What is the Pushcart Prize? It is simply recognition, through a publication, of the best works to come out of small presses. Here is a more detailed description:
The Pushcart Prize: Best of the Small Presses series, published every year since 1976, is the most honored literary project in America - including Highest Honors from the American Academy of Arts and Letters.
Since 1976, hundreds of presses and thousands of writers of short stories, poetry and essays have been represented in our annual collections. Each year most of the writers and many of the presses are new to the series. Every volume contains an index of past selections, plus lists of outstanding presses with addresses.

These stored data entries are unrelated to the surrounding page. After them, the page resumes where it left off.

//! Function notation to postfix.
//!
//! Each `Name[arg,...]` node is expanded into a space-separated postfix token
//! stream, arguments first. Function names are matched case-insensitively
//! and their argument counts validated.

use tracing::trace;

use trackscript_foundation::{Error, Result};

/// Every function name accepted in function notation.
pub const FUNCTIONS: &[&str] = &[
    "Plus",
    "Subtract",
    "Times",
    "Divide",
    "Power",
    "Quotient",
    "Mod",
    "Min",
    "Max",
    "Minus",
    "Reciprocal",
    "Floor",
    "Ceiling",
    "Round",
    "Abs",
    "Sign",
    "Exp",
    "Log",
    "Sqrt",
    "Sin",
    "Cos",
    "Tan",
    "ArcTan",
    "Equal",
    "Unequal",
    "Less",
    "Greater",
    "LessEqual",
    "GreaterEqual",
    "If",
    "Not",
    "And",
    "Or",
    "Xor",
    "Distance",
    "TrackDistance",
    "Doors",
    "LeftDoors",
    "RightDoors",
    "LeftDoorsTarget",
    "RightDoorsTarget",
    "PluginState",
];

/// How a function expands into postfix.
#[derive(Clone, Copy, Debug)]
enum Shape {
    /// Left fold with `token`; no arguments yields `empty`.
    Fold {
        token: &'static str,
        empty: &'static str,
    },
    /// All operands, then one `power` per operand after the first.
    PowerChain,
    /// Exactly two operands followed by `token`.
    Binary(&'static str),
    /// Exactly one operand followed by `token`.
    Unary(&'static str),
    /// Condition, then value, else value, then `?`.
    Conditional,
}

impl Shape {
    fn of(function: &str) -> Option<Self> {
        let shape = match function.to_ascii_lowercase().as_str() {
            "plus" => Self::Fold {
                token: "+",
                empty: "0",
            },
            "times" => Self::Fold {
                token: "*",
                empty: "1",
            },
            "and" => Self::Fold {
                token: "&",
                empty: "1",
            },
            "or" => Self::Fold {
                token: "|",
                empty: "0",
            },
            "xor" => Self::Fold {
                token: "^",
                empty: "0",
            },
            "power" => Self::PowerChain,
            "subtract" => Self::Binary("-"),
            "divide" => Self::Binary("/"),
            "quotient" => Self::Binary("quotient"),
            "mod" => Self::Binary("mod"),
            "min" => Self::Binary("min"),
            "max" => Self::Binary("max"),
            "equal" => Self::Binary("=="),
            "unequal" => Self::Binary("!="),
            "less" => Self::Binary("<"),
            "greater" => Self::Binary(">"),
            "lessequal" => Self::Binary("<="),
            "greaterequal" => Self::Binary(">="),
            "minus" => Self::Unary("minus"),
            "reciprocal" => Self::Unary("reciprocal"),
            "floor" => Self::Unary("floor"),
            "ceiling" => Self::Unary("ceiling"),
            "round" => Self::Unary("round"),
            "abs" => Self::Unary("abs"),
            "sign" => Self::Unary("sign"),
            "exp" => Self::Unary("exp"),
            "log" => Self::Unary("log"),
            "sqrt" => Self::Unary("sqrt"),
            "sin" => Self::Unary("sin"),
            "cos" => Self::Unary("cos"),
            "tan" => Self::Unary("tan"),
            "arctan" => Self::Unary("arctan"),
            "not" => Self::Unary("!"),
            "distance" => Self::Unary("distancetocar"),
            "trackdistance" => Self::Unary("trackdistancetocar"),
            "doors" => Self::Unary("doorsindex"),
            "leftdoors" => Self::Unary("leftdoorsindex"),
            "rightdoors" => Self::Unary("rightdoorsindex"),
            "leftdoorstarget" => Self::Unary("leftdoorstargetindex"),
            "rightdoorstarget" => Self::Unary("rightdoorstargetindex"),
            "pluginstate" => Self::Unary("pluginstate"),
            "if" => Self::Conditional,
            _ => return None,
        };
        Some(shape)
    }

    fn render(self, function: &str, args: &[String], expression: &str) -> Result<String> {
        let n = args.len();
        match self {
            Self::Fold { token, empty } => Ok(match args {
                [] => empty.to_string(),
                [only] => only.clone(),
                // puts a product first so the optimizer can fuse it
                [a, b] if token == "+" && b.ends_with(" *") => format!("{b} {a} +"),
                [first, rest @ ..] => {
                    let mut out = first.clone();
                    for arg in rest {
                        out.push(' ');
                        out.push_str(arg);
                        out.push(' ');
                        out.push_str(token);
                    }
                    out
                }
            }),
            Self::PowerChain => Ok(match args {
                [] => "1".to_string(),
                [only] => only.clone(),
                _ => {
                    let mut out = args.join(" ");
                    for _ in 1..n {
                        out.push_str(" power");
                    }
                    out
                }
            }),
            Self::Binary(token) => match args {
                [a, b] => Ok(format!("{a} {b} {token}")),
                _ => Err(Error::arity(function, "2 arguments", n, expression)),
            },
            Self::Unary(token) => match args {
                [a] => Ok(format!("{a} {token}")),
                _ => Err(Error::arity(function, "1 argument", n, expression)),
            },
            Self::Conditional => match args {
                [c, a, b] => Ok(format!("{c} {a} {b} ?")),
                _ => Err(Error::arity(function, "3 arguments", n, expression)),
            },
        }
    }
}

/// Converts a function-notation expression to postfix.
///
/// Text without a trailing call (`speed`, `3.5`) is returned unchanged.
///
/// # Errors
///
/// Returns an error for empty arguments, arguments containing whitespace,
/// unbalanced brackets, unknown function names, and wrong argument counts.
pub fn to_postfix(function_notation: &str) -> Result<String> {
    let postfix = translate(function_notation.trim())?;
    trace!(function = function_notation, %postfix, "postfix");
    Ok(postfix)
}

fn translate(expression: &str) -> Result<String> {
    let Some(open) = expression.find('[') else {
        return Ok(expression.to_string());
    };
    if !expression.ends_with(']') {
        return Ok(expression.to_string());
    }
    let function = &expression[..open];
    let body = &expression[open + 1..expression.len() - 1];

    let mut raw = split_arguments(body, expression)?;
    if raw.len() == 1 && raw[0].is_empty() {
        raw.clear();
    }
    let mut args = Vec::with_capacity(raw.len());
    for arg in raw {
        if arg.is_empty() {
            return Err(Error::empty_argument(function, expression));
        }
        if arg.contains(char::is_whitespace) {
            return Err(Error::argument_format(function, arg, expression));
        }
        args.push(translate(arg)?.trim().to_string());
    }

    let shape = Shape::of(function).ok_or_else(|| Error::unknown_function(function, expression))?;
    shape.render(function, &args, expression)
}

/// Splits a call body at its top-level commas, trimming each argument.
fn split_arguments<'a>(body: &'a str, expression: &str) -> Result<Vec<&'a str>> {
    let mut args = Vec::new();
    let mut depth = 0usize;
    let mut start = 0;
    for (i, c) in body.char_indices() {
        match c {
            '[' => depth += 1,
            ']' if depth == 0 => {
                return Err(Error::syntax("unexpected closing bracket", expression));
            }
            ']' => depth -= 1,
            ',' if depth == 0 => {
                args.push(body[start..i].trim());
                start = i + 1;
            }
            _ => {}
        }
    }
    if depth != 0 {
        return Err(Error::syntax("no closing bracket", expression));
    }
    args.push(body[start..].trim());
    Ok(args)
}
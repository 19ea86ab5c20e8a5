//! The processor: queue consumer that turns pending jobs into summaries.
//!
//! Loop: dequeue → dispatch by job type → mark complete/failed. Polls
//! every few seconds when the queue is empty, sweeps stale jobs on an
//! interval, and shuts down cooperatively — an in-flight job either
//! finishes or the staleness sweep rescues it later.

pub mod documents;
pub mod matter;
pub mod meeting;

use std::sync::Arc;
use std::time::Duration;

use tokio_util::sync::CancellationToken;
use tracing::{error, info, warn};

use analysis::{Analyzer, TopicNormalizer};

use crate::config::Config;
use crate::error::{PipelineError, Result};
use crate::ingest::MatterEnqueueDecider;
use crate::jobs::{JobPayload, QueueJobRow};
use crate::store::Store;

/// Backoff after an unexpected dequeue/transport failure, so a broken
/// database connection doesn't spin the loop.
const FATAL_ERROR_BACKOFF: Duration = Duration::from_secs(10);

/// How often the stale-job sweep runs.
const STALE_SWEEP_INTERVAL: Duration = Duration::from_secs(600);

/// Per-city processing counters.
#[derive(Debug, Default, Clone)]
pub struct ProcessRunStats {
    pub processed: usize,
    pub failed: usize,
    pub items_processed: usize,
    pub items_new: usize,
    pub items_skipped: usize,
    pub items_failed: usize,
}

/// Long-running queue worker.
pub struct Processor {
    store: Store,
    analyzer: Arc<Analyzer>,
    normalizer: TopicNormalizer,
    matter_decider: MatterEnqueueDecider,
    config: Config,
    /// Bind the worker to one city so cities don't block each other.
    banana: Option<String>,
}

impl Processor {
    pub fn new(store: Store, analyzer: Arc<Analyzer>, config: Config) -> Self {
        Self {
            store,
            analyzer,
            normalizer: TopicNormalizer::new(),
            matter_decider: MatterEnqueueDecider::new(),
            config,
            banana: None,
        }
    }

    /// Shard this worker to a single city.
    pub fn for_city(mut self, banana: impl Into<String>) -> Self {
        self.banana = Some(banana.into());
        self
    }

    /// Process jobs until the shutdown token fires.
    ///
    /// The dequeue itself is never raced against the shutdown signal: a
    /// cancelled in-flight claim would leave the row in `processing` until
    /// the stale sweep found it. Shutdown is checked between jobs instead.
    pub async fn run(&self, shutdown: CancellationToken) -> Result<()> {
        info!(banana = self.banana.as_deref().unwrap_or("all"), "queue processor starting");

        let mut last_sweep = tokio::time::Instant::now();

        while !shutdown.is_cancelled() {
            if last_sweep.elapsed() >= STALE_SWEEP_INTERVAL {
                if let Err(e) = self.sweep_stale().await {
                    error!(error = %e, "stale sweep failed");
                }
                last_sweep = tokio::time::Instant::now();
            }

            match self.store.queue.next_for_processing(self.banana.as_deref()).await {
                Ok(Some(job)) => self.handle_job(job).await,
                Ok(None) => {
                    tokio::select! {
                        _ = shutdown.cancelled() => break,
                        _ = tokio::time::sleep(self.config.queue_poll_interval) => {}
                    }
                }
                Err(e) => {
                    error!(error = %e, "failed to dequeue");
                    tokio::time::sleep(FATAL_ERROR_BACKOFF).await;
                }
            }
        }

        info!("queue processor stopped");
        Ok(())
    }

    /// Drain every pending job for one city, then return counters.
    pub async fn process_city_jobs(&self, banana: &str) -> Result<ProcessRunStats> {
        info!(city = banana, "processing queued jobs for city");
        let mut stats = ProcessRunStats::default();

        while let Some(job) = self.store.queue.next_for_processing(Some(banana)).await? {
            let queue_id = job.id;
            match self.dispatch(&job).await {
                Ok(job_stats) => {
                    self.store.queue.mark_complete(queue_id).await?;
                    stats.processed += 1;
                    stats.items_processed += job_stats.items_processed;
                    stats.items_new += job_stats.items_new;
                    stats.items_skipped += job_stats.items_skipped;
                    stats.items_failed += job_stats.items_failed;
                }
                Err(e) => {
                    self.store
                        .queue
                        .mark_failed(queue_id, &e.to_string(), e.is_retryable(), self.config.retry_cap)
                        .await?;
                    stats.failed += 1;
                }
            }
        }

        info!(
            city = banana,
            processed = stats.processed,
            failed = stats.failed,
            items = stats.items_processed,
            "processing complete for city"
        );
        Ok(stats)
    }

    /// Run the stale sweep once (also exposed via the CLI).
    pub async fn sweep_stale(&self) -> Result<u64> {
        let threshold = self.config.stale_threshold_minutes;
        let jobs = self.store.queue.recover_stale(threshold).await?;
        let meetings = self.store.meetings.reset_stale_processing(threshold).await?;
        if jobs > 0 || meetings > 0 {
            info!(jobs, meetings, "stale sweep recovered work");
        }
        Ok(jobs)
    }

    async fn handle_job(&self, job: QueueJobRow) {
        let queue_id = job.id;
        info!(queue_id, job_type = %job.job_type, "processing queue job");

        match self.dispatch(&job).await {
            Ok(_) => {
                if let Err(e) = self.store.queue.mark_complete(queue_id).await {
                    error!(queue_id, error = %e, "failed to mark job complete");
                } else {
                    info!(queue_id, "queue job completed");
                }
            }
            Err(e) => {
                warn!(queue_id, error = %e, retryable = e.is_retryable(), "queue job failed");
                if let Err(mark_err) = self
                    .store
                    .queue
                    .mark_failed(queue_id, &e.to_string(), e.is_retryable(), self.config.retry_cap)
                    .await
                {
                    error!(queue_id, error = %mark_err, "failed to mark job failed");
                }
            }
        }
    }

    /// Route one job by payload type.
    async fn dispatch(&self, job: &QueueJobRow) -> Result<ProcessRunStats> {
        let payload = job.decode_payload()?;

        match payload {
            JobPayload::Meeting(meeting_job) => {
                let meeting = self
                    .store
                    .meetings
                    .get(&meeting_job.meeting_id)
                    .await?
                    .ok_or_else(|| PipelineError::MissingMeeting(meeting_job.meeting_id.clone()))?;
                self.process_meeting(&meeting).await
            }
            JobPayload::Matter(matter_job) => {
                self.process_matter(&matter_job).await?;
                Ok(ProcessRunStats {
                    processed: 1,
                    ..Default::default()
                })
            }
        }
    }
}
//! Matter processing: one summarization for a matter, back-filled onto
//! every item that references it.
//!
//! Attachments are aggregated and deduplicated across all of the matter's
//! appearances, summarized once, and the canonical summary plus the new
//! attachment hash land on the matter so future meeting passes reuse it.

use futures::StreamExt;
use tracing::{debug, error, info, warn};

use analysis::ItemRequest;

use crate::attachments::hash_attachments;
use crate::error::{PipelineError, Result};
use crate::identity::validate_matter_id;
use crate::jobs::MatterJob;

use crate::models::{AgendaItem, Attachment};
use crate::process::documents::{is_likely_public_comment_compilation, is_low_value_name};
use crate::process::Processor;

impl Processor {
    pub(crate) async fn process_matter(&self, job: &MatterJob) -> Result<()> {
        let matter_id = job.matter_id.as_str();
        info!(matter_id, "processing matter");

        if !validate_matter_id(matter_id) {
            return Err(PipelineError::Validation(format!(
                "invalid matter_id format: {matter_id}"
            )));
        }

        let items = self.load_matter_items(job).await?;
        if items.is_empty() {
            error!(matter_id, "no items found for matter");
            return Err(PipelineError::Validation(format!(
                "matter {matter_id} has no items"
            )));
        }

        let attachments = dedupe_attachments(&items);
        info!(
            matter_id,
            appearances = items.len(),
            unique_attachments = attachments.len(),
            "matter aggregation complete"
        );

        if attachments.is_empty() {
            debug!(matter_id, "matter skipped, no attachments");
            return Ok(());
        }

        let representative = &items[0];
        let text = self.extract_matter_text(&attachments).await?;

        let request = ItemRequest {
            item_id: representative.id.clone(),
            title: representative.title.clone(),
            text,
            page_count: None,
        };

        let mut results = self.analyzer.summarize_items(vec![request], None);
        let result = results.next().await.ok_or_else(|| {
            PipelineError::Validation("no result returned from batch processing".into())
        })?;
        let summary = result.outcome?;

        let topics = self.normalizer.normalize(&summary.topics);
        let attachment_hash = hash_attachments(&attachments);

        self.store
            .matters
            .update_canonical_summary(
                matter_id,
                &summary.summary,
                &topics,
                &attachment_hash,
                Some(&attachments),
            )
            .await?;

        let item_ids: Vec<String> = items.iter().map(|i| i.id.clone()).collect();
        let backfilled = self
            .store
            .items
            .bulk_update_summaries(&item_ids, &summary.summary, &topics)
            .await?;

        info!(matter_id, backfilled, "canonical summary stored and items back-filled");
        Ok(())
    }

    /// Resolve the matter's items: payload IDs first, then the store.
    async fn load_matter_items(&self, job: &MatterJob) -> Result<Vec<AgendaItem>> {
        let mut items = Vec::new();
        for item_id in &job.item_ids {
            if let Some(item) = self.store.items.get(item_id).await? {
                items.push(item);
            }
        }

        if items.is_empty() {
            warn!(matter_id = %job.matter_id, "no items in payload, querying store");
            items = self.store.items.for_matter(&job.matter_id).await?;
        }

        Ok(items)
    }

    /// Fetch and extract the matter's attachments into one document string.
    async fn extract_matter_text(&self, attachments: &[Attachment]) -> Result<String> {
        let mut parts = Vec::new();

        for attachment in attachments {
            if !attachment.kind.is_extractable() {
                continue;
            }
            let label = if attachment.name.is_empty() {
                attachment.url.as_str()
            } else {
                attachment.name.as_str()
            };
            if is_low_value_name(label) {
                info!(attachment = label, "skipping low-value attachment");
                continue;
            }

            match self.analyzer.extract_document(&attachment.url).await {
                Ok(extraction) => {
                    if is_likely_public_comment_compilation(&extraction, label) {
                        continue;
                    }
                    parts.push(format!("=== {label} ===\n{}", extraction.text));
                }
                Err(e) => {
                    warn!(attachment = label, error = %e, "failed to extract attachment");
                }
            }
        }

        if parts.is_empty() {
            return Err(PipelineError::Validation(
                "no text extracted from matter attachments".into(),
            ));
        }

        Ok(parts.join("\n\n"))
    }
}

/// Union of attachments across items, deduplicated by URL, order of first
/// appearance preserved.
fn dedupe_attachments(items: &[AgendaItem]) -> Vec<Attachment> {
    let mut seen = std::collections::HashSet::new();
    let mut unique = Vec::new();
    for item in items {
        for attachment in item.attachments() {
            if !attachment.url.is_empty() && seen.insert(attachment.url.clone()) {
                unique.push(attachment.clone());
            }
        }
    }
    unique
}
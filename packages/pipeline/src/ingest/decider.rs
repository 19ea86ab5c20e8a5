//! Enqueue policy: what needs processing, and how urgently.
//!
//! Priority tracks date proximity — meetings closest to today (past or
//! future) run first. Meetings score 0–150; matters sit below them at
//! −100–50 so meeting work always wins a contended queue.

use chrono::{DateTime, Utc};

use crate::models::{AgendaItem, Matter, Meeting};

const MEETING_PRIORITY_BASE: i64 = 150;
const MEETING_PRIORITY_FLOOR: i64 = 0;

const MATTER_PRIORITY_BASE: i64 = 50;
const MATTER_PRIORITY_FLOOR: i64 = -100;

/// Distance used when a meeting has no date: effectively minimum priority.
const UNDATED_DISTANCE_DAYS: i64 = 999;

/// Decides whether a meeting needs processing.
#[derive(Debug, Default, Clone, Copy)]
pub struct EnqueueDecider;

impl EnqueueDecider {
    pub fn new() -> Self {
        Self
    }

    /// A meeting needs processing iff at least one item lacks both a
    /// summary and a filter reason, or — with no items at all — no
    /// monolithic summary exists yet.
    pub fn should_enqueue(
        &self,
        meeting: &Meeting,
        agenda_items: &[AgendaItem],
    ) -> (bool, Option<String>) {
        if !agenda_items.is_empty() {
            let unprocessed = agenda_items
                .iter()
                .filter(|item| item.summary.is_none() && item.filter_reason.is_none())
                .count();
            if unprocessed == 0 {
                return (
                    false,
                    Some(format!("all {} items already processed", agenda_items.len())),
                );
            }
            return (true, None);
        }

        if meeting.summary.is_some() {
            return (false, Some("meeting already has summary (monolithic)".into()));
        }

        (true, None)
    }

    /// Meeting priority: `max(0, 150 - |days from now|)`.
    pub fn calculate_priority(&self, meeting_date: Option<DateTime<Utc>>) -> i32 {
        priority_from_distance(meeting_date, MEETING_PRIORITY_BASE, MEETING_PRIORITY_FLOOR)
    }
}

/// Decides whether a matter needs (re-)summarization.
#[derive(Debug, Default, Clone, Copy)]
pub struct MatterEnqueueDecider;

impl MatterEnqueueDecider {
    pub fn new() -> Self {
        Self
    }

    /// A matter needs processing iff it has attachments and either no
    /// canonical summary exists or the stored attachment hash no longer
    /// matches the current one.
    pub fn should_enqueue_matter(
        &self,
        existing_matter: Option<&Matter>,
        current_attachment_hash: &str,
        has_attachments: bool,
    ) -> (bool, Option<&'static str>) {
        if !has_attachments {
            return (false, Some("no_attachments"));
        }

        let Some(matter) = existing_matter else {
            return (true, None);
        };

        if matter.canonical_summary.is_none() {
            return (true, None);
        }

        if matter.attachment_hash() == Some(current_attachment_hash) {
            return (false, Some("attachments_unchanged"));
        }

        (true, None)
    }

    /// Matter priority: `max(-100, 50 - |days from now|)`.
    pub fn calculate_priority(&self, meeting_date: Option<DateTime<Utc>>) -> i32 {
        priority_from_distance(meeting_date, MATTER_PRIORITY_BASE, MATTER_PRIORITY_FLOOR)
    }
}

fn priority_from_distance(date: Option<DateTime<Utc>>, base: i64, floor: i64) -> i32 {
    let days_distance = date
        .map(|d| (d - Utc::now()).num_days().abs())
        .unwrap_or(UNDATED_DISTANCE_DAYS);
    (base - days_distance).max(floor) as i32
}

#[cfg(test)]
mod tests {
    use super::*;
    use chrono::Duration;
    use sqlx::types::Json;

    fn meeting(summary: Option<&str>) -> Meeting {
        Meeting {
            id: "paloaltoCA_1a2b3c4d".into(),
            banana: "paloaltoCA".into(),
            title: "City Council".into(),
            date: None,
            agenda_url: Some("https://city.gov/agenda".into()),
            packet_url: None,
            summary: summary.map(String::from),
            participation: None,
            status: None,
            topics: None,
            processing_status: Default::default(),
            processing_method: None,
            processing_time: None,
            committee_id: None,
            created_at: None,
            updated_at: None,
        }
    }

    fn item(summary: Option<&str>, filter_reason: Option<&str>) -> AgendaItem {
        AgendaItem {
            id: "paloaltoCA_1a2b3c4d_1".into(),
            meeting_id: "paloaltoCA_1a2b3c4d".into(),
            title: "Item".into(),
            sequence: 0,
            attachments: Json(vec![]),
            attachment_hash: None,
            matter_id: None,
            matter_file: None,
            matter_type: None,
            agenda_number: None,
            sponsors: None,
            summary: summary.map(String::from),
            topics: None,
            filter_reason: filter_reason.map(String::from),
            created_at: None,
        }
    }

    #[test]
    fn unprocessed_items_trigger_enqueue() {
        let decider = EnqueueDecider::new();
        let items = vec![item(Some("done"), None), item(None, None)];
        let (enqueue, _) = decider.should_enqueue(&meeting(None), &items);
        assert!(enqueue);
    }

    #[test]
    fn fully_processed_items_skip_enqueue() {
        let decider = EnqueueDecider::new();
        let items = vec![item(Some("done"), None), item(None, Some("procedural_title"))];
        let (enqueue, reason) = decider.should_enqueue(&meeting(None), &items);
        assert!(!enqueue);
        assert!(reason.unwrap().contains("already processed"));
    }

    #[test]
    fn itemless_meeting_without_summary_enqueues() {
        let decider = EnqueueDecider::new();
        let (enqueue, _) = decider.should_enqueue(&meeting(None), &[]);
        assert!(enqueue);
    }

    #[test]
    fn monolithic_summary_skips_enqueue() {
        let decider = EnqueueDecider::new();
        let (enqueue, reason) = decider.should_enqueue(&meeting(Some("summary")), &[]);
        assert!(!enqueue);
        assert!(reason.unwrap().contains("monolithic"));
    }

    #[test]
    fn priority_peaks_for_today() {
        let decider = EnqueueDecider::new();
        assert_eq!(decider.calculate_priority(Some(Utc::now())), 150);
    }

    #[test]
    fn priority_decays_with_distance_in_both_directions() {
        let decider = EnqueueDecider::new();
        let future = decider.calculate_priority(Some(Utc::now() + Duration::days(10)));
        let past = decider.calculate_priority(Some(Utc::now() - Duration::days(10)));
        assert!(future <= 150 && future >= 139);
        assert!(past <= 150 && past >= 139);
    }

    #[test]
    fn undated_meetings_get_floor_priority() {
        let decider = EnqueueDecider::new();
        assert_eq!(decider.calculate_priority(None), 0);
    }

    #[test]
    fn matter_priority_floor_is_negative() {
        let decider = MatterEnqueueDecider::new();
        assert_eq!(decider.calculate_priority(None), -100);
        assert_eq!(decider.calculate_priority(Some(Utc::now())), 50);
    }

    fn matter(summary: Option<&str>, hash: Option<&str>) -> Matter {
        Matter {
            id: "paloaltoCA_7a8f3b2c1d9e4f5a".into(),
            banana: "paloaltoCA".into(),
            matter_file: Some("BL2025-1098".into()),
            matter_id: None,
            matter_type: None,
            title: None,
            sponsors: None,
            canonical_summary: summary.map(String::from),
            canonical_topics: None,
            attachments: None,
            metadata: hash.map(|h| {
                Json(crate::models::MatterMetadata {
                    attachment_hash: Some(h.to_string()),
                })
            }),
            first_seen: None,
            last_seen: None,
            appearance_count: 1,
            status: "active".into(),
            created_at: None,
            updated_at: None,
        }
    }

    #[test]
    fn new_matter_with_attachments_enqueues() {
        let decider = MatterEnqueueDecider::new();
        let (enqueue, _) = decider.should_enqueue_matter(None, "abc", true);
        assert!(enqueue);
    }

    #[test]
    fn matter_without_attachments_never_enqueues() {
        let decider = MatterEnqueueDecider::new();
        let (enqueue, reason) = decider.should_enqueue_matter(None, "", false);
        assert!(!enqueue);
        assert_eq!(reason, Some("no_attachments"));
    }

    #[test]
    fn unchanged_attachments_skip_reprocessing() {
        let decider = MatterEnqueueDecider::new();
        let existing = matter(Some("summary"), Some("abc"));
        let (enqueue, reason) = decider.should_enqueue_matter(Some(&existing), "abc", true);
        assert!(!enqueue);
        assert_eq!(reason, Some("attachments_unchanged"));
    }

    #[test]
    fn changed_attachments_reprocess() {
        let decider = MatterEnqueueDecider::new();
        let existing = matter(Some("summary"), Some("abc"));
        let (enqueue, _) = decider.should_enqueue_matter(Some(&existing), "def", true);
        assert!(enqueue);
    }

    #[test]
    fn missing_summary_reprocesses_even_with_matching_hash() {
        let decider = MatterEnqueueDecider::new();
        let existing = matter(None, Some("abc"));
        let (enqueue, _) = decider.should_enqueue_matter(Some(&existing), "abc", true);
        assert!(enqueue);
    }
}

The Pushcart Prize has been a labor of love and independent spirits since its founding. It is one of the last surviving literary co-ops from the 60's and 70's.
Nearly any recognition would be an honor (especially as the Queen of Rejection Letters), but more in alignment with QUIVER's journey would be the hope that the Pushcart publication of the poem would comfort and/or awaken at least one, additional person. Big bonus if it would charge even more readers with a jolt of love for their own “fleshy vessels.” This monster of a world still has a long way to go towards altruism, so it is imperative that we protect and treasure our own minds and bodies in the meantime. The poem is from a bio woman’s – my – perspective, but oh, if all voices of all genders (and of all ages) could shout this piece 'round the globe, how amazing that would be!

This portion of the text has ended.